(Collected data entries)
════════════════
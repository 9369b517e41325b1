//! Store module
//!
//! Transactional storage the ledger engine is written against.
//! `InMemoryLedgerStore` serves tests and embedded use, `PgLedgerStore`
//! persists to PostgreSQL.

mod error;
mod memory;
mod postgres;

use async_trait::async_trait;
use chrono::{DateTime, NaiveDate, Utc};

use crate::domain::{
    Account, AccountId, AccountStatus, EntryId, EntryStatus, JournalEntry, JournalEntryLine,
    Transfer, TransferId,
};

pub use error::StoreError;
pub use memory::{InMemoryLedgerStore, InMemoryTransaction};
pub use postgres::{PgLedgerStore, PgTransaction};

/// Result of inserting a transfer that may carry an idempotency key
#[derive(Debug, Clone, PartialEq, Eq)]
pub enum InsertOutcome {
    Inserted,
    /// Another transfer already holds the key
    Existing(Transfer),
}

/// Ascending, de-duplicated account ids.
///
/// Every code path that locks more than one account locks them in this order,
/// which rules out lock-order deadlocks between symmetric transfers.
pub fn lock_order(ids: impl IntoIterator<Item = AccountId>) -> Vec<AccountId> {
    let mut ids: Vec<AccountId> = ids.into_iter().collect();
    ids.sort_unstable();
    ids.dedup();
    ids
}

/// Snapshot reads and single-row writes outside of a ledger transaction,
/// plus the entry point to open one.
#[async_trait]
pub trait LedgerStore: Send + Sync + 'static {
    type Tx: LedgerTransaction;

    async fn account(&self, id: AccountId) -> Result<Option<Account>, StoreError>;

    async fn insert_account(&self, account: &Account) -> Result<(), StoreError>;

    /// Entry with all its lines
    async fn entry(&self, id: EntryId) -> Result<Option<JournalEntry>, StoreError>;

    /// Committed lines of an account with a booking date in `[from, to]`,
    /// most recent first
    async fn lines_for_account(
        &self,
        account_id: AccountId,
        from: Option<NaiveDate>,
        to: Option<NaiveDate>,
    ) -> Result<Vec<JournalEntryLine>, StoreError>;

    async fn transfer(&self, id: TransferId) -> Result<Option<Transfer>, StoreError>;

    async fn transfer_by_idempotency_key(&self, key: &str)
        -> Result<Option<Transfer>, StoreError>;

    async fn insert_transfer(&self, transfer: &Transfer) -> Result<InsertOutcome, StoreError>;

    /// PENDING -> FAILED compare-and-set. Returns false if the stored
    /// transfer is no longer PENDING.
    async fn fail_transfer(&self, transfer: &Transfer) -> Result<bool, StoreError>;

    /// Open a transaction holding exclusive locks on `accounts`.
    ///
    /// `accounts` must come from [`lock_order`]. Accounts that do not exist
    /// are simply absent from the snapshot.
    async fn begin(&self, accounts: &[AccountId]) -> Result<Self::Tx, StoreError>;
}

/// One atomic unit of ledger work.
///
/// Dropping the transaction without calling `commit` discards every write.
#[async_trait]
pub trait LedgerTransaction: Send {
    /// Locked account snapshot, reflecting writes made in this transaction
    fn account(&self, id: AccountId) -> Option<&Account>;

    async fn entry_status_for_update(
        &mut self,
        id: EntryId,
    ) -> Result<Option<EntryStatus>, StoreError>;

    /// Insert an entry and all of its lines
    async fn insert_entry(&mut self, entry: &JournalEntry) -> Result<(), StoreError>;

    async fn update_balance(
        &mut self,
        account_id: AccountId,
        balance_minor: i64,
        at: DateTime<Utc>,
    ) -> Result<(), StoreError>;

    async fn update_account_status(
        &mut self,
        account_id: AccountId,
        status: AccountStatus,
        at: DateTime<Utc>,
    ) -> Result<(), StoreError>;

    /// Compare-and-set on entry status. Returns false if the entry is not in `from`.
    async fn transition_entry(
        &mut self,
        id: EntryId,
        from: EntryStatus,
        to: EntryStatus,
    ) -> Result<bool, StoreError>;

    /// PENDING -> EXECUTED compare-and-set, committed with the entry
    async fn execute_transfer(&mut self, transfer: &Transfer) -> Result<bool, StoreError>;

    async fn commit(self) -> Result<(), StoreError>;
}

#[cfg(test)]
mod tests {
    use super::*;
    use uuid::Uuid;

    #[test]
    fn test_lock_order_sorts_and_dedups() {
        let a = AccountId::from_uuid(Uuid::from_u128(1));
        let b = AccountId::from_uuid(Uuid::from_u128(2));
        let c = AccountId::from_uuid(Uuid::from_u128(3));

        assert_eq!(lock_order([c, a, b, a]), vec![a, b, c]);
        assert_eq!(lock_order([b, a]), lock_order([a, b]));
    }
}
════════════════
TASK GOAL: Repeat every record, keeping each line exactly as it is.

WRITTEN RESPONSE:
repository 9369b517e41325b1
//! Store module
//!
//! Transactional storage the ledger engine is written against.
//! `InMemoryLedgerStore` serves tests and embedded use, `PgLedgerStore`
//! persists to PostgreSQL.

mod error;
mod memory;
mod postgres;

use async_trait::async_trait;
use chrono::{DateTime, NaiveDate, Utc};

use crate::domain::{
    Account, AccountId, AccountStatus, EntryId, EntryStatus, JournalEntry, JournalEntryLine,
    Transfer, TransferId,
};

pub use error::StoreError;
pub use memory::{InMemoryLedgerStore, InMemoryTransaction};
pub use postgres::{PgLedgerStore, PgTransaction};

/// Result of inserting a transfer that may carry an idempotency key
#[derive(Debug, Clone, PartialEq, Eq)]
pub enum InsertOutcome {
    Inserted,
    /// Another transfer already holds the key
    Existing(Transfer),
}

/// Ascending, de-duplicated account ids.
///
/// Every code path that locks more than one account locks them in this order,
/// which rules out lock-order deadlocks between symmetric transfers.
pub fn lock_order(ids: impl IntoIterator<Item = AccountId>) -> Vec<AccountId> {
    let mut ids: Vec<AccountId> = ids.into_iter().collect();
    ids.sort_unstable();
    ids.dedup();
    ids
}

/// Snapshot reads and single-row writes outside of a ledger transaction,
/// plus the entry point to open one.
#[async_trait]
pub trait LedgerStore: Send + Sync + 'static {
    type Tx: LedgerTransaction;

    async fn account(&self, id: AccountId) -> Result<Option<Account>, StoreError>;

    async fn insert_account(&self, account: &Account) -> Result<(), StoreError>;

    /// Entry with all its lines
    async fn entry(&self, id: EntryId) -> Result<Option<JournalEntry>, StoreError>;

    /// Committed lines of an account with a booking date in `[from, to]`,
    /// most recent first
    async fn lines_for_account(
        &self,
        account_id: AccountId,
        from: Option<NaiveDate>,
        to: Option<NaiveDate>,
    ) -> Result<Vec<JournalEntryLine>, StoreError>;

    async fn transfer(&self, id: TransferId) -> Result<Option<Transfer>, StoreError>;

    async fn transfer_by_idempotency_key(&self, key: &str)
        -> Result<Option<Transfer>, StoreError>;

    async fn insert_transfer(&self, transfer: &Transfer) -> Result<InsertOutcome, StoreError>;

    /// PENDING -> FAILED compare-and-set. Returns false if the stored
    /// transfer is no longer PENDING.
    async fn fail_transfer(&self, transfer: &Transfer) -> Result<bool, StoreError>;

    /// Open a transaction holding exclusive locks on `accounts`.
    ///
    /// `accounts` must come from [`lock_order`]. Accounts that do not exist
    /// are simply absent from the snapshot.
    async fn begin(&self, accounts: &[AccountId]) -> Result<Self::Tx, StoreError>;
}

/// One atomic unit of ledger work.
///
/// Dropping the transaction without calling `commit` discards every write.
#[async_trait]
pub trait LedgerTransaction: Send {
    /// Locked account snapshot, reflecting writes made in this transaction
    fn account(&self, id: AccountId) -> Option<&Account>;

    async fn entry_status_for_update(
        &mut self,
        id: EntryId,
    ) -> Result<Option<EntryStatus>, StoreError>;

    /// Insert an entry and all of its lines
    async fn insert_entry(&mut self, entry: &JournalEntry) -> Result<(), StoreError>;

    async fn update_balance(
        &mut self,
        account_id: AccountId,
        balance_minor: i64,
        at: DateTime<Utc>,
    ) -> Result<(), StoreError>;

    async fn update_account_status(
        &mut self,
        account_id: AccountId,
        status: AccountStatus,
        at: DateTime<Utc>,
    ) -> Result<(), StoreError>;

    /// Compare-and-set on entry status. Returns false if the entry is not in `from`.
    async fn transition_entry(
        &mut self,
        id: EntryId,
        from: EntryStatus,
        to: EntryStatus,
    ) -> Result<bool, StoreError>;

    /// PENDING -> EXECUTED compare-and-set, committed with the entry
    async fn execute_transfer(&mut self, transfer: &Transfer) -> Result<bool, StoreError>;

    async fn commit(self) -> Result<(), StoreError>;
}

#[cfg(test)]
mod tests {
    use super::*;
    use uuid::Uuid;

    #[test]
    fn test_lock_order_sorts_and_dedups() {
        let a = AccountId::from_uuid(Uuid::from_u128(1));
        let b = AccountId::from_uuid(Uuid::from_u128(2));
        let c = AccountId::from_uuid(Uuid::from_u128(3));

        assert_eq!(lock_order([c, a, b, a]), vec![a, b, c]);
        assert_eq!(lock_order([b, a]), lock_order([a, b]));
    }
}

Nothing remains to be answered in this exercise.